The Trustees' Garden symbolizes a group of philanthropic experts who made plans for others in total ignorance of what was agriculturally possible to accomplish in Georgia by actual people living in its environment. The volunteer philanthropists in London — dreaming of helping England grow rich by sending her poor abroad to Georgia — had genuine optimistic charitable intentions, broken only by a naïve understanding of the land they helped to colonize and the people they sent to do so. 

Still, the colonialists of Georgia well-served and accomplished its other mission: to become a military buffer between the English colonies to the north and the Spanish empire to the south. 

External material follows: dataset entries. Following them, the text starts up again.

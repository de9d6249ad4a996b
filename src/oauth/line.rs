use async_trait::async_trait;
use base64::engine::general_purpose::URL_SAFE_NO_PAD;
use base64::Engine;
use serde::Deserialize;
use url::Url;

use super::{IdentityProvider, ProviderError};
use crate::config::Config;
use crate::models::Profile;

const AUTHORIZE_URL: &str = "https://access.line.me/oauth2/v2.1/authorize";
const TOKEN_URL: &str = "https://api.line.me/oauth2/v2.1/token";
const PROFILE_URL: &str = "https://api.line.me/v2/profile";
const SCOPE: &str = "openid profile";

/// LINE Login v2.1.
pub struct LineProvider {
    client: reqwest::Client,
    channel_id: String,
    channel_secret: String,
    redirect_uri: String,
}

#[derive(Debug, Deserialize)]
struct TokenResponse {
    access_token: String,
    id_token: Option<String>,
}

#[derive(Debug, Deserialize)]
struct IdTokenClaims {
    nonce: Option<String>,
}

/// Compare the `nonce` claim of an ID token with the one sent at login.
///
/// The token comes straight from the token endpoint over TLS, so only the
/// payload is read; the signature is not checked here.
fn verify_nonce(id_token: &str, expected: &str) -> Result<(), ProviderError> {
    let payload = id_token
        .split('.')
        .nth(1)
        .ok_or_else(|| ProviderError::IdToken("malformed token".to_string()))?;
    let bytes = URL_SAFE_NO_PAD
        .decode(payload.trim_end_matches('='))
        .map_err(|e| ProviderError::IdToken(e.to_string()))?;
    let claims: IdTokenClaims =
        serde_json::from_slice(&bytes).map_err(|e| ProviderError::IdToken(e.to_string()))?;

    match claims.nonce {
        Some(nonce) if nonce == expected => Ok(()),
        _ => Err(ProviderError::IdToken("nonce mismatch".to_string())),
    }
}

#[derive(Debug, Deserialize)]
#[serde(rename_all = "camelCase")]
struct LineProfile {
    user_id: String,
    display_name: Option<String>,
    picture_url: Option<String>,
    status_message: Option<String>,
}

impl From<LineProfile> for Profile {
    fn from(p: LineProfile) -> Self {
        Profile {
            subject: p.user_id,
            display_name: p.display_name,
            picture_url: p.picture_url,
            email: None,
            status_message: p.status_message,
        }
    }
}

impl LineProvider {
    pub fn new(channel_id: &str, channel_secret: &str, redirect_uri: &str) -> Self {
        Self {
            client: reqwest::Client::new(),
            channel_id: channel_id.to_string(),
            channel_secret: channel_secret.to_string(),
            redirect_uri: redirect_uri.to_string(),
        }
    }

    pub fn from_config(config: &Config) -> Self {
        Self::new(
            &config.line_channel_id,
            &config.line_channel_secret,
            &config.line_redirect_uri,
        )
    }

    fn ensure_configured(&self) -> Result<(), ProviderError> {
        if self.channel_id.is_empty() || self.channel_secret.is_empty() {
            return Err(ProviderError::NotConfigured(
                "LINE_CHANNEL_ID and LINE_CHANNEL_SECRET must be set".to_string(),
            ));
        }
        Ok(())
    }
}

async fn error_for_status(response: reqwest::Response) -> Result<reqwest::Response, ProviderError> {
    let status = response.status();
    if status.is_success() {
        return Ok(response);
    }
    let body = response.text().await.unwrap_or_default();
    Err(ProviderError::Status {
        status: status.as_u16(),
        body,
    })
}

#[async_trait]
impl IdentityProvider for LineProvider {
    fn name(&self) -> &str {
        "line"
    }

    fn authorize_url(
        &self,
        state: &str,
        nonce: &str,
        code_challenge: &str,
    ) -> Result<Url, ProviderError> {
        self.ensure_configured()?;
        let url = Url::parse_with_params(
            AUTHORIZE_URL,
            &[
                ("response_type", "code"),
                ("client_id", self.channel_id.as_str()),
                ("redirect_uri", self.redirect_uri.as_str()),
                ("state", state),
                ("scope", SCOPE),
                ("nonce", nonce),
                ("code_challenge", code_challenge),
                ("code_challenge_method", "S256"),
            ],
        )?;
        Ok(url)
    }

    async fn exchange_code(
        &self,
        code: &str,
        code_verifier: &str,
        nonce: &str,
    ) -> Result<String, ProviderError> {
        self.ensure_configured()?;
        let params = [
            ("grant_type", "authorization_code"),
            ("code", code),
            ("redirect_uri", self.redirect_uri.as_str()),
            ("client_id", self.channel_id.as_str()),
            ("client_secret", self.channel_secret.as_str()),
            ("code_verifier", code_verifier),
        ];
        let response = self.client.post(TOKEN_URL).form(&params).send().await?;
        let token: TokenResponse = error_for_status(response).await?.json().await?;
        let id_token = token
            .id_token
            .ok_or_else(|| ProviderError::IdToken("missing from token response".to_string()))?;
        verify_nonce(&id_token, nonce)?;
        Ok(token.access_token)
    }

    async fn fetch_profile(&self, access_token: &str) -> Result<Profile, ProviderError> {
        let response = self
            .client
            .get(PROFILE_URL)
            .bearer_auth(access_token)
            .send()
            .await?;
        let profile: LineProfile = error_for_status(response).await?.json().await?;
        Ok(profile.into())
    }
}

#[cfg(test)]
mod tests {
    use super::*;
    use std::collections::HashMap;

    #[test]
    fn test_authorize_url_carries_pkce_and_nonce() {
        let provider = LineProvider::new("1234", "secret", "http://localhost:3000/cb");

        let url = provider
            .authorize_url("st4te", "n0nce", "ch4llenge")
            .unwrap();
        let query: HashMap<_, _> = url.query_pairs().into_owned().collect();

        assert_eq!(url.host_str(), Some("access.line.me"));
        assert_eq!(query["client_id"], "1234");
        assert_eq!(query["redirect_uri"], "http://localhost:3000/cb");
        assert_eq!(query["scope"], "openid profile");
        assert_eq!(query["state"], "st4te");
        assert_eq!(query["nonce"], "n0nce");
        assert_eq!(query["code_challenge"], "ch4llenge");
        assert_eq!(query["code_challenge_method"], "S256");
    }

    #[test]
    fn test_unconfigured_provider_refuses_login() {
        let provider = LineProvider::new("", "", "http://localhost:3000/cb");

        assert!(matches!(
            provider.authorize_url("s", "n", "c"),
            Err(ProviderError::NotConfigured(_))
        ));
    }

    fn id_token(claims: &str) -> String {
        format!(
            "{}.{}.signature",
            URL_SAFE_NO_PAD.encode(r#"{"alg":"HS256","typ":"JWT"}"#),
            URL_SAFE_NO_PAD.encode(claims)
        )
    }

    #[test]
    fn test_verify_nonce_accepts_matching_claim() {
        let token = id_token(r#"{"iss":"https://access.line.me","sub":"U42","nonce":"n0nce"}"#);

        assert!(verify_nonce(&token, "n0nce").is_ok());
    }

    #[test]
    fn test_verify_nonce_rejects_replayed_token() {
        let token = id_token(r#"{"sub":"U42","nonce":"someone-else"}"#);

        assert!(matches!(
            verify_nonce(&token, "n0nce"),
            Err(ProviderError::IdToken(_))
        ));
    }

    #[test]
    fn test_verify_nonce_rejects_missing_claim_and_garbage() {
        assert!(verify_nonce(&id_token(r#"{"sub":"U42"}"#), "n0nce").is_err());
        assert!(verify_nonce("not-a-jwt", "n0nce").is_err());
        assert!(verify_nonce("a.!!!.c", "n0nce").is_err());
    }

    #[test]
    fn test_profile_maps_line_fields() {
        let json = r#"{"userId":"U42","displayName":"Hanako","pictureUrl":"https://p/x.png"}"#;
        let line: LineProfile = serde_json::from_str(json).unwrap();

        let profile = Profile::from(line);

        assert_eq!(profile.subject, "U42");
        assert_eq!(profile.display_name.as_deref(), Some("Hanako"));
        assert_eq!(profile.status_message, None);
    }
}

Look just a stone's throw east of the Trustee's Garden to find the remnants of one of Savannah's oldest military installations: Fort Wayne. Originally known as Fort Halifax, then rebuilt by the British in 1779 after they captured Savannah (renaming it Fort Provost), this fort dates to the mid-18th century. It became Fort Wayne after 1782, named for Revolutionary War hero General ‘Mad Anthony' Wayne, who’d been granted 1134 acres outside of Savannah in reward for his dedicated military service. Wayne failed in Savannah as a Southern Planter. He was recalled from civilian life by George Washington to fight in the Northwest Indian War against a confederation of British-backed Indian tribes. Mad Anthony was successful at the Battle of Fallen Timbers — as a result, Fort Wayne in Indiana also bears his name.